Can I drive whilst taking Pregabalin?

You should not drive if your judgment is impaired by this medication.

Further information on Drug driving can be found at;-

What do I do if I forget to take a regular dose of Pregabalin?

If you forget to take a dose take it as soon as you remember unless it is time to take the next dose. Do not take two doses at the same time.

Who should I telephone if I need advice urgently about my Pregabalin?

If you have any queries do not hesitate to contact the pain clinic Monday to Friday 9.00am – 4.00pm.

Pain clinic, Hull University Teaching Hospitals NHS Trust, Pain Service Outpatients Department, East Riding Community Hospital, Beverley (01482) 478868

Outside the normal pain clinic hours (Monday to Friday 9.00am till 4.00pm) you can contact your own doctor within their working hours.

Out of these hours if you have any queries, contact NHS111 and inform them that you are taking pregabalin.
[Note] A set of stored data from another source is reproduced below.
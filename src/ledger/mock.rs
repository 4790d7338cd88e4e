//! Mock 账本（离线演示与测试用，无需 RPC 端点）
//!
//! 在内存中维护余额与领取标记，交易哈希按计数器生成；兑换按固定 0.3% 手续费结算。
//! 提交时立即结算并记下结果，`confirm` 经过模拟延迟后交出该结果（回滚在此时才暴露）。

use std::collections::{HashMap, HashSet};
use std::sync::atomic::{AtomicU64, Ordering};
use std::sync::Mutex;
use std::time::Duration;

use async_trait::async_trait;

use crate::ledger::{
    AccountSnapshot, Allowance, Amount, Asset, Confirmation, ExchangeRequest, GrantOutcome,
    LedgerClient, LedgerError, TxRef,
};

/// 每次领取得到的代币数量
const GRANT_UNITS: u64 = 1_000;

/// 已提交交易的结算结果：转入的资产与金额，或回滚原因
type Settlement = Result<Option<(Asset, Amount)>, LedgerError>;

#[derive(Debug)]
struct Balances {
    native: u128,
    a: u128,
    b: u128,
    granted: HashSet<Asset>,
    approved: HashSet<Asset>,
    pending: HashMap<TxRef, Settlement>,
}

impl Balances {
    fn token_mut(&mut self, asset: Asset) -> &mut u128 {
        match asset {
            Asset::A => &mut self.a,
            Asset::B => &mut self.b,
        }
    }
}

/// 内存模拟账本
#[derive(Debug)]
pub struct MockLedger {
    account: String,
    network: String,
    latency: Duration,
    state: Mutex<Balances>,
    nonce: AtomicU64,
}

impl MockLedger {
    pub fn new(account: impl Into<String>, network: impl Into<String>) -> Self {
        Self {
            account: account.into(),
            network: network.into(),
            latency: Duration::ZERO,
            state: Mutex::new(Balances {
                native: Amount::from_whole(1).base_units(),
                a: 0,
                b: 0,
                granted: HashSet::new(),
                approved: HashSet::new(),
                pending: HashMap::new(),
            }),
            nonce: AtomicU64::new(0),
        }
    }

    /// 模拟每笔交易的确认耗时
    pub fn with_latency(mut self, latency: Duration) -> Self {
        self.latency = latency;
        self
    }

    fn submit(&self, state: &mut Balances, settlement: Settlement) -> TxRef {
        let n = self.nonce.fetch_add(1, Ordering::Relaxed) + 1;
        let tx = TxRef(format!("0x{:064x}", n));
        state.pending.insert(tx.clone(), settlement);
        tx
    }

    fn lock(&self) -> std::sync::MutexGuard<'_, Balances> {
        self.state.lock().unwrap_or_else(|poisoned| poisoned.into_inner())
    }
}

#[async_trait]
impl LedgerClient for MockLedger {
    fn account(&self) -> Option<String> {
        Some(self.account.clone())
    }

    async fn grant_if_eligible(&self, asset: Asset) -> Result<GrantOutcome, LedgerError> {
        let mut state = self.lock();
        if !state.granted.insert(asset) {
            return Ok(GrantOutcome::AlreadyGranted);
        }
        let units = Amount::from_whole(GRANT_UNITS);
        *state.token_mut(asset) += units.base_units();
        Ok(GrantOutcome::Submitted(self.submit(&mut state, Ok(Some((asset, units))))))
    }

    async fn authorize_spend(
        &self,
        asset: Asset,
        _spender: &str,
        allowance: Allowance,
    ) -> Result<TxRef, LedgerError> {
        let mut state = self.lock();
        if allowance == Allowance::Exact(Amount::ZERO) {
            state.approved.remove(&asset);
        } else {
            state.approved.insert(asset);
        }
        Ok(self.submit(&mut state, Ok(None)))
    }

    async fn exchange(&self, request: &ExchangeRequest) -> Result<TxRef, LedgerError> {
        let mut state = self.lock();
        let amount_in = request.amount_in.base_units();
        let settlement = if !state.approved.contains(&request.asset_in) {
            Err(LedgerError::Reverted("STF: allowance not set".to_string()))
        } else if *state.token_mut(request.asset_in) < amount_in {
            Err(LedgerError::Reverted("STF: insufficient balance".to_string()))
        } else {
            *state.token_mut(request.asset_in) -= amount_in;
            let amount_out = amount_in / 1000 * 997;
            *state.token_mut(request.asset_out) += amount_out;
            Ok(Some((request.asset_out, Amount::from_base_units(amount_out))))
        };
        Ok(self.submit(&mut state, settlement))
    }

    async fn transfer_native(&self, to: &str, amount: Amount) -> Result<TxRef, LedgerError> {
        if !crate::ledger::is_valid_address(to) {
            return Err(LedgerError::Rejected(format!("invalid address: {}", to)));
        }
        let mut state = self.lock();
        if state.native < amount.base_units() {
            return Err(LedgerError::Rpc {
                code: -32000,
                message: "insufficient funds for transfer".to_string(),
            });
        }
        state.native -= amount.base_units();
        Ok(self.submit(&mut state, Ok(None)))
    }

    async fn confirm(&self, tx: &TxRef, receive: Option<Asset>) -> Result<Confirmation, LedgerError> {
        if !self.latency.is_zero() {
            tokio::time::sleep(self.latency).await;
        }
        let settlement = self
            .lock()
            .pending
            .remove(tx)
            .ok_or_else(|| LedgerError::Rejected(format!("unknown transaction {}", tx.short())))?;
        let received = settlement?
            .filter(|(asset, _)| Some(*asset) == receive)
            .map(|(_, amount)| amount);
        Ok(Confirmation {
            tx: tx.clone(),
            received,
        })
    }

    async fn refresh_snapshot(&self) -> Result<AccountSnapshot, LedgerError> {
        let state = self.lock();
        Ok(AccountSnapshot {
            address: self.account.clone(),
            native: Amount::from_base_units(state.native),
            asset_a: Amount::from_base_units(state.a),
            asset_b: Amount::from_base_units(state.b),
            network: self.network.clone(),
        })
    }
}

#[cfg(test)]
mod tests {
    use super::*;

    const ME: &str = "0x00000000000000000000000000000000000000aa";
    const PEER: &str = "0x00000000000000000000000000000000000000bb";

    #[tokio::test]
    async fn test_grant_once() {
        let ledger = MockLedger::new(ME, "devnet");
        let tx = match ledger.grant_if_eligible(Asset::A).await.unwrap() {
            GrantOutcome::Submitted(tx) => tx,
            other => panic!("unexpected {:?}", other),
        };
        let confirmed = ledger.confirm(&tx, Some(Asset::A)).await.unwrap();
        assert_eq!(confirmed.received, Some(Amount::from_whole(GRANT_UNITS)));
        assert_eq!(
            ledger.grant_if_eligible(Asset::A).await.unwrap(),
            GrantOutcome::AlreadyGranted
        );
        let snap = ledger.refresh_snapshot().await.unwrap();
        assert_eq!(snap.asset_a, Amount::from_whole(GRANT_UNITS));
        assert_eq!(snap.asset_b, Amount::ZERO);
    }

    #[tokio::test]
    async fn test_exchange_without_approval_reverts_on_confirm() {
        let ledger = MockLedger::new(ME, "devnet");
        ledger.grant_if_eligible(Asset::A).await.unwrap();
        let req = ExchangeRequest {
            asset_in: Asset::A,
            asset_out: Asset::B,
            amount_in: Amount::from_whole(100),
            fee_tier: 500,
            recipient: ME.to_string(),
        };
        let tx = ledger.exchange(&req).await.unwrap();
        assert!(matches!(ledger.confirm(&tx, Some(Asset::B)).await, Err(LedgerError::Reverted(_))));

        ledger
            .authorize_spend(Asset::A, PEER, Allowance::Unlimited)
            .await
            .unwrap();
        let tx = ledger.exchange(&req).await.unwrap();
        let confirmed = ledger.confirm(&tx, Some(Asset::B)).await.unwrap();
        assert_eq!(
            confirmed.received,
            Some(Amount::from_base_units(Amount::from_whole(100).0 / 1000 * 997))
        );
    }

    #[tokio::test]
    async fn test_transfer_checks_funds_and_address() {
        let ledger = MockLedger::new(ME, "devnet");
        assert!(ledger.transfer_native("nope", Amount::from_whole(0)).await.is_err());
        let tx = ledger.transfer_native(PEER, Amount::parse("0.5").unwrap()).await.unwrap();
        assert_eq!(ledger.confirm(&tx, None).await.unwrap().received, None);
        assert!(matches!(
            ledger.transfer_native(PEER, Amount::from_whole(1)).await,
            Err(LedgerError::Rpc { .. })
        ));
        let snap = ledger.refresh_snapshot().await.unwrap();
        assert_eq!(snap.native, Amount::parse("0.5").unwrap());
    }

    #[tokio::test]
    async fn test_confirm_unknown_or_twice_is_rejected() {
        let ledger = MockLedger::new(ME, "devnet");
        let tx = ledger.authorize_spend(Asset::A, PEER, Allowance::Unlimited).await.unwrap();
        assert!(ledger.confirm(&tx, None).await.is_ok());
        assert!(matches!(ledger.confirm(&tx, None).await, Err(LedgerError::Rejected(_))));
    }

    #[tokio::test(start_paused = true)]
    async fn test_latency_delays_confirmation() {
        let ledger = MockLedger::new(ME, "devnet").with_latency(Duration::from_secs(3));
        let tx = ledger.authorize_spend(Asset::B, PEER, Allowance::Unlimited).await.unwrap();
        let started = tokio::time::Instant::now();
        ledger.confirm(&tx, None).await.unwrap();
        assert!(started.elapsed() >= Duration::from_secs(3));
    }

    #[tokio::test]
    async fn test_tx_hashes_are_unique() {
        let ledger = MockLedger::new(ME, "devnet");
        let a = ledger.authorize_spend(Asset::A, PEER, Allowance::Unlimited).await.unwrap();
        let b = ledger.authorize_spend(Asset::B, PEER, Allowance::Unlimited).await.unwrap();
        assert_ne!(a, b);
        assert_eq!(a.0.len(), 66);
    }
}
They will then be able to contact the Pain / Palliative Medicine Consultant on duty for advice.

General Advice and Consent

Most of your questions should have been answered by this leaflet, but remember that this is only a starting point for discussion with the healthcare team.

Consent to treatment

Before any doctor, nurse or therapist examines or treats you, they must seek your consent or permission. In order to make a decision, you need to have information from health professionals about the treatment or investigation which is being offered to you. You should always ask them more questions if you do not understand or if you want more information.
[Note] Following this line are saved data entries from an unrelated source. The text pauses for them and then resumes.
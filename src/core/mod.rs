//! 核心编排层：随机延迟、任务状态与忙碌闸门、交易日志、菜单投影、关闭信号、编排管理器

pub mod delay;
pub mod error;
pub mod log_sink;
pub mod menu;
pub mod orchestrator;
pub mod shutdown;
pub mod state;

pub use delay::{DelayRange, WaitOutcome};
pub use error::{RunOutcome, TaskError};
pub use log_sink::{LogEntry, LogSink};
pub use menu::{derive_available_actions, Action};
pub use orchestrator::{create_controller, create_ledger_from_config, Command, Controller};
pub use shutdown::{ShutdownManager, ShutdownReason};
pub use state::{ClaimLock, ExclusionPolicy, ExclusionScope, FamilyState, Lane, TaskBoard, TaskFamily, TaskState};
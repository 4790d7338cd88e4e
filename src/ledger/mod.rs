//! 账本层：远程操作门面与实现（JSON-RPC / Mock）
//!
//! 编排器只依赖 `LedgerClient`。写操作分两步：提交返回交易哈希，`confirm` 等待上链确认。
//! 调用方在两步之间记录 "TX sent"，确认可能要等很久且不设总超时。

pub mod abi;
pub mod mock;
pub mod rpc;
pub mod signer;
pub mod types;

use async_trait::async_trait;
use thiserror::Error;

pub use mock::MockLedger;
pub use rpc::RpcLedger;
pub use signer::LocalSigner;
pub use types::{
    is_valid_address, short_hex, AccountSnapshot, Allowance, Amount, AmountError, Asset,
    Confirmation, ExchangeRequest, GrantOutcome, TxRef, DECIMALS,
};

/// 远程调用错误
#[derive(Error, Debug, Clone, PartialEq, Eq)]
pub enum LedgerError {
    #[error("account not initialized")]
    NotInitialized,

    #[error("transport error: {0}")]
    Transport(String),

    #[error("rpc error {code}: {message}")]
    Rpc { code: i64, message: String },

    #[error("transaction reverted: {0}")]
    Reverted(String),

    #[error("decode error: {0}")]
    Decode(String),

    #[error("rejected: {0}")]
    Rejected(String),
}

/// 远程操作门面：领取、授权、兑换、转账、确认、刷新余额
///
/// 写操作只负责签名与提交，返回交易哈希；`confirm` 等待回执并检查状态。
/// 同一账户上的提交由实现方串行化（nonce 顺序）。
#[async_trait]
pub trait LedgerClient: Send + Sync {
    /// 当前账户地址；None 表示未初始化
    fn account(&self) -> Option<String>;

    /// 先查询是否已领取，未领取则提交 mint。两次往返之间存在竞态，竞态在确认时以 Err 呈现
    async fn grant_if_eligible(&self, asset: Asset) -> Result<GrantOutcome, LedgerError>;

    async fn authorize_spend(
        &self,
        asset: Asset,
        spender: &str,
        allowance: Allowance,
    ) -> Result<TxRef, LedgerError>;

    async fn exchange(&self, request: &ExchangeRequest) -> Result<TxRef, LedgerError>;

    async fn transfer_native(&self, to: &str, amount: Amount) -> Result<TxRef, LedgerError>;

    /// 等待交易确认；回滚返回 Reverted。`receive` 指定时解析该资产转入本账户的金额
    async fn confirm(&self, tx: &TxRef, receive: Option<Asset>) -> Result<Confirmation, LedgerError>;

    /// 重新读取余额；失败不应中断调用方
    async fn refresh_snapshot(&self) -> Result<AccountSnapshot, LedgerError>;
}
The information you receive should be about your condition, the alternatives available to you, and whether it carries risks as well as the benefits. What is important is that your consent is genuine or valid. That means:

  • you must be able to give your consent
  • you must be given enough information to enable you to make a decision
  • you must be acting under your own free will and not under the strong influence of another person

Information about you

We collect and use your information to provide you with care and treatment. As part of your care, information about you will be shared between members of a healthcare team, some of whom you may not meet. Your information may also be used to help train staff, to check the quality of our care, to manage and plan the health service, and to help with research. Wherever possible we use anonymous data.

We may pass on relevant information to other health organisations that provide you with care. All information is treated as strictly confidential and is not given to anyone who does not need it. If you have any concerns please ask your doctor, or the person caring for you.

Under the General Data Protection Regulation and the Data Protection Act 2018 we are responsible for maintaining the confidentiality of any information we hold about you. For further information visit the following page: Confidential Information about You.

If you or your carer needs information about your health and wellbeing and about your care and treatment in a different format, such as large print, braille or audio, due to disability, impairment or sensory loss, please advise a member of staff and this can be arranged.